See Accessing Config.
scheduler​
Schedules work on intervals, cron schedules, or timeouts. All methods return a RemoveCallback.
const stop = scheduler.setInterval(() => doWork(), "30s");
const stopCron = scheduler.cron({ schedule: "0 * * * *", exec: () => hourlyTask() });
// stop() / stop.remove() to cancel
Scheduler jobs do not fire until Ready stage. All registered jobs are automatically stopped at PreShutdown.
See Scheduler.
event​
The app-wide Node.js EventEmitter. The same instance is shared across all services.

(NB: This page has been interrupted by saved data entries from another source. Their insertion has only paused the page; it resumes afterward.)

use crate::handle::Handle;

use super::nodes::NodeIndex;

/// Iterator over the forward handles of the visible nodes of a
/// `DynGraph`, in storage order.
pub struct NodeHandles<'a> {
    nodes: &'a NodeIndex,
    rank: usize,
}

impl<'a> NodeHandles<'a> {
    pub(super) fn new(nodes: &'a NodeIndex) -> Self {
        Self { nodes, rank: 0 }
    }
}

impl<'a> Iterator for NodeHandles<'a> {
    type Item = Handle;

    fn next(&mut self) -> Option<Handle> {
        while self.rank < self.nodes.rank_count() {
            let rank = self.rank;
            self.rank += 1;
            if self.nodes.is_visible(rank) {
                return Some(Handle::pack(rank, false));
            }
        }
        None
    }

    fn size_hint(&self) -> (usize, Option<usize>) {
        (0, Some(self.nodes.rank_count().saturating_sub(self.rank)))
    }
}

event.on("user:created", (user: User) => { ... });
event.emit("user:created", newUser);
The emitter is created fresh at each bootstrap and destroyed at teardown. See Event Bus.
als​
AlsExtension wraps Node.js AsyncLocalStorage. Use it to attach contextual data that propagates through async call chains without passing it explicitly.
als.run({ logs: { correlationId: "abc-123" } }, () => {
// every log emitted from this callback chain includes correlationId automatically
doAsyncWork();
});
// Elsewhere in the call chain:
const store = als.getStore();
const correlationId = store?.logs?.correlationId;
See Async Local Storage.
context​
A branded string identifying this service: "my_app:service_name". Used internally for log tagging and introspection. Can be passed to internal.safeExec to tag error logs.
logger.debug({ context }, "current context");
// context === "my_app:service_name"
internal​
InternalDefinition provides utilities and boot metadata. Mostly useful for framework-level code and advanced service patterns.
internal.utils​
getIntervalMs(offset)​
Converts any TOffset value to a number of milliseconds. Useful when you need the raw ms value for a native API or your own timer logic.
import { MINUTE } from "@digital-alchemy/core";
internal.utils.getIntervalMs("30m") // 1_800_000
internal.utils.getIntervalMs(5 * MINUTE) // 300_000
internal.utils.getIntervalMs([2, "hours"]) // 7_200_000
internal.utils.getIntervalMs({ seconds: 90 }) // 90_000
getIntervalTarget(offset)​
Converts any TOffset to a Dayjs representing now + duration. Useful when you need an absolute target time rather than a relative duration.
const target = internal.utils.getIntervalTarget("5m");
// target is a Dayjs 5 minutes from now
// Example: sleep until a dynamic future time
const next = internal.utils.getIntervalTarget(someOffset);
await sleep(next);
relativeDate(past, future?)​
Human-readable relative time string.
internal.utils.relativeDate(Date.now() - 3 * MINUTE) // "3 minutes ago"
internal.utils.relativeDate(someDate, futureDate) // "in 2 hours"
Other utilities​
| Method/Property | Description |
|---|---|
titleCase(str) | Convert snake_case or camelCase to Title Case |
object.get(obj, path) | Dot-notation read from nested object |
object.set(obj, path, value) | Dot-notation write into nested object |
object.del(obj, path) | Dot-notation delete from nested object |
object.deepExtend(target, ...src) | Deep merge objects |
is | Reference to the is singleton (type guards) |
internal.boot​
Introspection into the running application:
internal.boot.loadedModules // Map<name, service APIs>
internal.boot.moduleMappings // Map<name, service functions>
internal.boot.serviceConstructionTimes // [{module, service, duration}]
internal.boot.completedLifecycleEvents // Set<LifecycleStages>
internal.boot.phase // "bootstrap" | "running" | "teardown"
internal.boot.startup // Date when bootstrap began
internal.boot.options // BootstrapOptions passed to bootstrap()
internal.boot.application // ApplicationDefinition
internal.safeExec​
Runs a callback, catches any thrown error, and logs it instead of propagating. Returns undefined on error.
await internal.safeExec({
context,
exec: async () => {
await riskyOperation();
},
});
internal.removeFn​
Creates a RemoveCallback — a function that is both directly callable and has a .remove() method. Useful for cleanup patterns where you want to support both callback() and callback.remove() call styles:
const cleanup = internal.removeFn(() => { closeConnection(); });
cleanup(); // works
cleanup.remove(); // also works
Module services​
After declaring LoadedModules, your application and library services appear on TServiceParams under their module names:
export function MyService({ my_app, my_lib }: TServiceParams) {
my_app.otherService.doThing();
my_lib.httpClient.get("/items");
}
TypeScript infers the type of each key from the corresponding module's service return types.